2024 Volume 88 Issue 7 Pages 1200-
A previously healthy 24-year-old woman presented with right homonymous hemianopia and dyspnea. Transthoracic echocardiography revealed a large heterogeneous mass in the left atrium (Figure A). Magnetic resonance imaging of the head revealed a mass within the hemorrhagic regions of the left occipital lobes (Figure B). Emergency tumor resection was performed due to the potential risk of hemodynamic compromise.
(A) A large tumor mass obstructing the mitral orifice (arrowheads). (B) Fluid-attenuated inversion recovery image of the head, acquired using magnetic resonance imaging. (C) The tumor extended from the left atrium (arrowheads). (D) The split-plane image showed a white, cystic, and necrotic mass with an irregular surface. (E,F) Hematoxylin and eosin stain. (G,H) Immunostained image.

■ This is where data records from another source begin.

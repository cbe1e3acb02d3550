//! Metrics collection and exposition.
//!
//! # Metrics
//! - `watchdog_heartbeats_total` (counter): valid heartbeats received
//! - `watchdog_ignored_payloads_total` (counter): payloads that were not a heartbeat
//! - `watchdog_deadline_remaining_seconds` (gauge): time left before the notice,
//!   refreshed on every reset and periodically while polling
//! - `watchdog_timeouts_total` (counter): timeout notices sent, by delivery
//! - `watchdog_sessions_failed_total` (counter): sessions ended by an I/O error
//!
//! Without an installed recorder every call is a no-op.

use std::net::SocketAddr;
use std::time::Duration;

use ::metrics::{counter, gauge};
use metrics_exporter_prometheus::{BuildError, PrometheusBuilder};

use crate::monitor::NoticeDelivery;

/// Install the Prometheus recorder and its scrape endpoint.
pub fn init_metrics(addr: SocketAddr) -> Result<(), BuildError> {
    PrometheusBuilder::new().with_http_listener(addr).install()?;
    tracing::info!(address = %addr, "Metrics endpoint started");
    Ok(())
}

pub fn record_heartbeat() {
    counter!("watchdog_heartbeats_total").increment(1);
}

pub fn record_deadline_remaining(remaining: Duration) {
    gauge!("watchdog_deadline_remaining_seconds").set(remaining.as_secs_f64());
}

pub fn record_ignored_payload() {
    counter!("watchdog_ignored_payloads_total").increment(1);
}

pub fn record_timeout(delivery: NoticeDelivery) {
    let delivery = match delivery {
        NoticeDelivery::Complete => "complete",
        NoticeDelivery::PeerClosed => "peer_closed",
        NoticeDelivery::Short { .. } => "short",
    };
    counter!("watchdog_timeouts_total", "delivery" => delivery).increment(1);
}

pub fn record_failure() {
    counter!("watchdog_sessions_failed_total").increment(1);
}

The tumor extended from the posterior wall of the left atrium to the entrance of the right pulmonary vein, and appeared with an irregular surface (Figure C,D). Pathological findings revealed a robust expansion of spindle-shaped cells proliferating densely, with marked nuclear atypia on hematoxylin and eosin staining and ubiquitously located nuclei accompanied by delicate blood vessels (Figure E,F). Immunostaining showed positive results for vimentin and murine double minute 2, confirming cardiac intimal sarcoma (Figure G,H). The patient experienced a deteriorating cerebral hemorrhage postoperatively and underwent a craniotomy to evacuate the hematoma. Based on the same pathological features in the excised lesion, brain metastasis from intimal sarcoma was diagnosed.
Left atrial primary intimal sarcoma is extremely rare, with only sporadic cases reported. Nakagawa et al reported a similar case of left atrial intimal sarcoma and discussed the distribution of primary malignant cardiac tumors.1 Because cardiac tumors exhibit a specific distribution, understanding the primary tumor site can aid accurate diagnosis.